_Work instruction:_
Before you finish, make sure each line of the records has been retyped exactly.

[Data to process]

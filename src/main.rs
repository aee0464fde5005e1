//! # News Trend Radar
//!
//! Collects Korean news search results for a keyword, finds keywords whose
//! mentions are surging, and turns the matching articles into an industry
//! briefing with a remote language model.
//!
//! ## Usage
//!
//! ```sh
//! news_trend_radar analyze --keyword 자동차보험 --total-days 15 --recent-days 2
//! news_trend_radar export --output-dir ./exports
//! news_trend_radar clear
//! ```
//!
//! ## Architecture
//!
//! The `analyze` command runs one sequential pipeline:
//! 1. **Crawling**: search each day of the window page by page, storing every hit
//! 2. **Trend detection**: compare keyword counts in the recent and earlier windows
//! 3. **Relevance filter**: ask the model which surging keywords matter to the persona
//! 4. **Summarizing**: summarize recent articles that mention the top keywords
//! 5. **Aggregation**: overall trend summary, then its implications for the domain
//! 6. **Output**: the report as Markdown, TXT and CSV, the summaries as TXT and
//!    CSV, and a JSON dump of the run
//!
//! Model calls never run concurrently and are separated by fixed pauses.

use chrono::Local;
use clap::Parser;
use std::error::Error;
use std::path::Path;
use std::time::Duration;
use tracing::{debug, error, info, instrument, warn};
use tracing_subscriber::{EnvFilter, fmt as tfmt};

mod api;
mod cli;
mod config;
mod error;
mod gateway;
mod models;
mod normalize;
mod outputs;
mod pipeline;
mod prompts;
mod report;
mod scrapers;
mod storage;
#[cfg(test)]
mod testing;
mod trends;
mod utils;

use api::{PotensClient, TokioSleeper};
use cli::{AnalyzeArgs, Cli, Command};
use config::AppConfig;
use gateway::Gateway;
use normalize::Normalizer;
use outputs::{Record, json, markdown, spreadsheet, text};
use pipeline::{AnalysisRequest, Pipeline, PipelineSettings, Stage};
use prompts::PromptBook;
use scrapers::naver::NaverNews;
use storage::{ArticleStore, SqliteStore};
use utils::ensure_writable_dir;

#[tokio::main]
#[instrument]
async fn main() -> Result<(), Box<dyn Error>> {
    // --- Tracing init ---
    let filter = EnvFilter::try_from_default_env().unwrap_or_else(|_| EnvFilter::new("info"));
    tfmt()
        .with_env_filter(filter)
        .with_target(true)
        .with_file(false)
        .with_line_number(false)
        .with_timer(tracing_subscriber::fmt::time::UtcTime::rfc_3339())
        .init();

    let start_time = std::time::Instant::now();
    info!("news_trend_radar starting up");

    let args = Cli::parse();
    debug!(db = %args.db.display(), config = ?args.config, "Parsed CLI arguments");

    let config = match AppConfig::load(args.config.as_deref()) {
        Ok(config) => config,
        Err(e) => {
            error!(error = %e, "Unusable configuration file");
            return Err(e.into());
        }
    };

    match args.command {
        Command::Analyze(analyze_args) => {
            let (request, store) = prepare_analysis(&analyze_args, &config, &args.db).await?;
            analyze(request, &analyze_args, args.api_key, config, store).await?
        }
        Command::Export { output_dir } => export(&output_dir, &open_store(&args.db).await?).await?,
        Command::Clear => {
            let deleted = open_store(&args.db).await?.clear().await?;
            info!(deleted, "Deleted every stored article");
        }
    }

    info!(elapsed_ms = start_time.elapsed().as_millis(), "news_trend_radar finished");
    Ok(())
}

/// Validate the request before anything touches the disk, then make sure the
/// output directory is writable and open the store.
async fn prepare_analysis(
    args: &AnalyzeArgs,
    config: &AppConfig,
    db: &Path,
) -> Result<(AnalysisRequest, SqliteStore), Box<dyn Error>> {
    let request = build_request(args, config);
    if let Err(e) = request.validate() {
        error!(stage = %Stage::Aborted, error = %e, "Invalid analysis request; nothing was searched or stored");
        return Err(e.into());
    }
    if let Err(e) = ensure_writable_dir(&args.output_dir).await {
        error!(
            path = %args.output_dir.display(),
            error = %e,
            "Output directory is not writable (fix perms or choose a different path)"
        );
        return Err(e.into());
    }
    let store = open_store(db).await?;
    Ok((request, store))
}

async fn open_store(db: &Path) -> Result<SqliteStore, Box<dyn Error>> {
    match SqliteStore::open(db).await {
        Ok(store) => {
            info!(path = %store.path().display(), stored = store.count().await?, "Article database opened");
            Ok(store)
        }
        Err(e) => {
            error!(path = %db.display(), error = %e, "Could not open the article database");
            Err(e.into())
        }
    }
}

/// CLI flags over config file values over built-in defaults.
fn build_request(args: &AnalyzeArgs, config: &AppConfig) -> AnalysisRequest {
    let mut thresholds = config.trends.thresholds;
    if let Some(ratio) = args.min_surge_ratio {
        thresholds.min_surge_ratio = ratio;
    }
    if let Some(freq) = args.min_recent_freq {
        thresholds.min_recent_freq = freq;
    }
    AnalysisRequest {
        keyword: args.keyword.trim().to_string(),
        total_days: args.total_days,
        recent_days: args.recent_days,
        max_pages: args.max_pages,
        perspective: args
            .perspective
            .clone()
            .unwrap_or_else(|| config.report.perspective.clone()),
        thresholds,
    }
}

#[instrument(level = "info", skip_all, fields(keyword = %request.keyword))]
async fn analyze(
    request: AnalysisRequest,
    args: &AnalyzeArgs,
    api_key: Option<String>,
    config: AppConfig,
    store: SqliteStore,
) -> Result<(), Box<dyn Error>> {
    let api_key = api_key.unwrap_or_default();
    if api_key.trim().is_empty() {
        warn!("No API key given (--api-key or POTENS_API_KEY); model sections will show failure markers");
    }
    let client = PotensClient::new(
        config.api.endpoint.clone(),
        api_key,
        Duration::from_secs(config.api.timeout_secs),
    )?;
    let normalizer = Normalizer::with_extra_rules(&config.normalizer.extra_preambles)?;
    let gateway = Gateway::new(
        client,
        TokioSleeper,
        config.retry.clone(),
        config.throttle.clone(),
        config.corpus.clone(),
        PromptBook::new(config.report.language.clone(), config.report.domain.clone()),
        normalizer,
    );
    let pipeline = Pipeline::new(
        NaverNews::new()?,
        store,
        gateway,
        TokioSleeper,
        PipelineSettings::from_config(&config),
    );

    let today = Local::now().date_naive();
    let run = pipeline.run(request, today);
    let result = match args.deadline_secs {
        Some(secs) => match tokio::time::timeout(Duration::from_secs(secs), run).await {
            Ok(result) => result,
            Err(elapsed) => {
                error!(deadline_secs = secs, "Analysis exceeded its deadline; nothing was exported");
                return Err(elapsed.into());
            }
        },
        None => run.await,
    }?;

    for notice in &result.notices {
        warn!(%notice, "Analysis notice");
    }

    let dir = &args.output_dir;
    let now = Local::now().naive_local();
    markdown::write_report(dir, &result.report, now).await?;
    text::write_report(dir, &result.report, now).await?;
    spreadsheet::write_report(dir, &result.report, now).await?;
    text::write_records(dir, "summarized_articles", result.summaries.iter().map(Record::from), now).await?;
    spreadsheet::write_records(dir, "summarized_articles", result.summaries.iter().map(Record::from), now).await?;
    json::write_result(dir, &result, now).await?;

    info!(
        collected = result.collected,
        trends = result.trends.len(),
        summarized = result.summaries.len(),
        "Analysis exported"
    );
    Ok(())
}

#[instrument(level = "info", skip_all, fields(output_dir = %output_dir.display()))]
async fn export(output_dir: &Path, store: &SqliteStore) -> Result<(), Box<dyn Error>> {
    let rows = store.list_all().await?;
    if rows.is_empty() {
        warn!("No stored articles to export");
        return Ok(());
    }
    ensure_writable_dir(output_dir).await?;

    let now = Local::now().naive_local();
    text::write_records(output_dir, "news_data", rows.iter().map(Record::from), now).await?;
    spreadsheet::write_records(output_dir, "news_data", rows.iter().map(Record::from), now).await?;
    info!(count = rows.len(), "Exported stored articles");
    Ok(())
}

[/Data to process]

_Solution to the problem:_
filename src/main.rs
repository aee0464fde5005e1
//! # News Trend Radar
//!
//! Collects Korean news search results for a keyword, finds keywords whose
//! mentions are surging, and turns the matching articles into an industry
//! briefing with a remote language model.
//!
//! ## Usage
//!
//! ```sh
//! news_trend_radar analyze --keyword 자동차보험 --total-days 15 --recent-days 2
//! news_trend_radar export --output-dir ./exports
//! news_trend_radar clear
//! ```
//!
//! ## Architecture
//!
//! The `analyze` command runs one sequential pipeline:
//! 1. **Crawling**: search each day of the window page by page, storing every hit
//! 2. **Trend detection**: compare keyword counts in the recent and earlier windows
//! 3. **Relevance filter**: ask the model which surging keywords matter to the persona
//! 4. **Summarizing**: summarize recent articles that mention the top keywords
//! 5. **Aggregation**: overall trend summary, then its implications for the domain
//! 6. **Output**: the report as Markdown, TXT and CSV, the summaries as TXT and
//!    CSV, and a JSON dump of the run
//!
//! Model calls never run concurrently and are separated by fixed pauses.

use chrono::Local;
use clap::Parser;
use std::error::Error;
use std::path::Path;
use std::time::Duration;
use tracing::{debug, error, info, instrument, warn};
use tracing_subscriber::{EnvFilter, fmt as tfmt};

mod api;
mod cli;
mod config;
mod error;
mod gateway;
mod models;
mod normalize;
mod outputs;
mod pipeline;
mod prompts;
mod report;
mod scrapers;
mod storage;
#[cfg(test)]
mod testing;
mod trends;
mod utils;

use api::{PotensClient, TokioSleeper};
use cli::{AnalyzeArgs, Cli, Command};
use config::AppConfig;
use gateway::Gateway;
use normalize::Normalizer;
use outputs::{Record, json, markdown, spreadsheet, text};
use pipeline::{AnalysisRequest, Pipeline, PipelineSettings, Stage};
use prompts::PromptBook;
use scrapers::naver::NaverNews;
use storage::{ArticleStore, SqliteStore};
use utils::ensure_writable_dir;

#[tokio::main]
#[instrument]
async fn main() -> Result<(), Box<dyn Error>> {
    // --- Tracing init ---
    let filter = EnvFilter::try_from_default_env().unwrap_or_else(|_| EnvFilter::new("info"));
    tfmt()
        .with_env_filter(filter)
        .with_target(true)
        .with_file(false)
        .with_line_number(false)
        .with_timer(tracing_subscriber::fmt::time::UtcTime::rfc_3339())
        .init();

    let start_time = std::time::Instant::now();
    info!("news_trend_radar starting up");

    let args = Cli::parse();
    debug!(db = %args.db.display(), config = ?args.config, "Parsed CLI arguments");

    let config = match AppConfig::load(args.config.as_deref()) {
        Ok(config) => config,
        Err(e) => {
            error!(error = %e, "Unusable configuration file");
            return Err(e.into());
        }
    };

    match args.command {
        Command::Analyze(analyze_args) => {
            let (request, store) = prepare_analysis(&analyze_args, &config, &args.db).await?;
            analyze(request, &analyze_args, args.api_key, config, store).await?
        }
        Command::Export { output_dir } => export(&output_dir, &open_store(&args.db).await?).await?,
        Command::Clear => {
            let deleted = open_store(&args.db).await?.clear().await?;
            info!(deleted, "Deleted every stored article");
        }
    }

    info!(elapsed_ms = start_time.elapsed().as_millis(), "news_trend_radar finished");
    Ok(())
}

/// Validate the request before anything touches the disk, then make sure the
/// output directory is writable and open the store.
async fn prepare_analysis(
    args: &AnalyzeArgs,
    config: &AppConfig,
    db: &Path,
) -> Result<(AnalysisRequest, SqliteStore), Box<dyn Error>> {
    let request = build_request(args, config);
    if let Err(e) = request.validate() {
        error!(stage = %Stage::Aborted, error = %e, "Invalid analysis request; nothing was searched or stored");
        return Err(e.into());
    }
    if let Err(e) = ensure_writable_dir(&args.output_dir).await {
        error!(
            path = %args.output_dir.display(),
            error = %e,
            "Output directory is not writable (fix perms or choose a different path)"
        );
        return Err(e.into());
    }
    let store = open_store(db).await?;
    Ok((request, store))
}

async fn open_store(db: &Path) -> Result<SqliteStore, Box<dyn Error>> {
    match SqliteStore::open(db).await {
        Ok(store) => {
            info!(path = %store.path().display(), stored = store.count().await?, "Article database opened");
            Ok(store)
        }
        Err(e) => {
            error!(path = %db.display(), error = %e, "Could not open the article database");
            Err(e.into())
        }
    }
}

/// CLI flags over config file values over built-in defaults.
fn build_request(args: &AnalyzeArgs, config: &AppConfig) -> AnalysisRequest {
    let mut thresholds = config.trends.thresholds;
    if let Some(ratio) = args.min_surge_ratio {
        thresholds.min_surge_ratio = ratio;
    }
    if let Some(freq) = args.min_recent_freq {
        thresholds.min_recent_freq = freq;
    }
    AnalysisRequest {
        keyword: args.keyword.trim().to_string(),
        total_days: args.total_days,
        recent_days: args.recent_days,
        max_pages: args.max_pages,
        perspective: args
            .perspective
            .clone()
            .unwrap_or_else(|| config.report.perspective.clone()),
        thresholds,
    }
}

#[instrument(level = "info", skip_all, fields(keyword = %request.keyword))]
async fn analyze(
    request: AnalysisRequest,
    args: &AnalyzeArgs,
    api_key: Option<String>,
    config: AppConfig,
    store: SqliteStore,
) -> Result<(), Box<dyn Error>> {
    let api_key = api_key.unwrap_or_default();
    if api_key.trim().is_empty() {
        warn!("No API key given (--api-key or POTENS_API_KEY); model sections will show failure markers");
    }
    let client = PotensClient::new(
        config.api.endpoint.clone(),
        api_key,
        Duration::from_secs(config.api.timeout_secs),
    )?;
    let normalizer = Normalizer::with_extra_rules(&config.normalizer.extra_preambles)?;
    let gateway = Gateway::new(
        client,
        TokioSleeper,
        config.retry.clone(),
        config.throttle.clone(),
        config.corpus.clone(),
        PromptBook::new(config.report.language.clone(), config.report.domain.clone()),
        normalizer,
    );
    let pipeline = Pipeline::new(
        NaverNews::new()?,
        store,
        gateway,
        TokioSleeper,
        PipelineSettings::from_config(&config),
    );

    let today = Local::now().date_naive();
    let run = pipeline.run(request, today);
    let result = match args.deadline_secs {
        Some(secs) => match tokio::time::timeout(Duration::from_secs(secs), run).await {
            Ok(result) => result,
            Err(elapsed) => {
                error!(deadline_secs = secs, "Analysis exceeded its deadline; nothing was exported");
                return Err(elapsed.into());
            }
        },
        None => run.await,
    }?;

    for notice in &result.notices {
        warn!(%notice, "Analysis notice");
    }

    let dir = &args.output_dir;
    let now = Local::now().naive_local();
    markdown::write_report(dir, &result.report, now).await?;
    text::write_report(dir, &result.report, now).await?;
    spreadsheet::write_report(dir, &result.report, now).await?;
    text::write_records(dir, "summarized_articles", result.summaries.iter().map(Record::from), now).await?;
    spreadsheet::write_records(dir, "summarized_articles", result.summaries.iter().map(Record::from), now).await?;
    json::write_result(dir, &result, now).await?;

    info!(
        collected = result.collected,
        trends = result.trends.len(),
        summarized = result.summaries.len(),
        "Analysis exported"
    );
    Ok(())
}

#[instrument(level = "info", skip_all, fields(output_dir = %output_dir.display()))]
async fn export(output_dir: &Path, store: &SqliteStore) -> Result<(), Box<dyn Error>> {
    let rows = store.list_all().await?;
    if rows.is_empty() {
        warn!("No stored articles to export");
        return Ok(());
    }
    ensure_writable_dir(output_dir).await?;

    let now = Local::now().naive_local();
    text::write_records(output_dir, "news_data", rows.iter().map(Record::from), now).await?;
    spreadsheet::write_records(output_dir, "news_data", rows.iter().map(Record::from), now).await?;
    info!(count = rows.len(), "Exported stored articles");
    Ok(())
}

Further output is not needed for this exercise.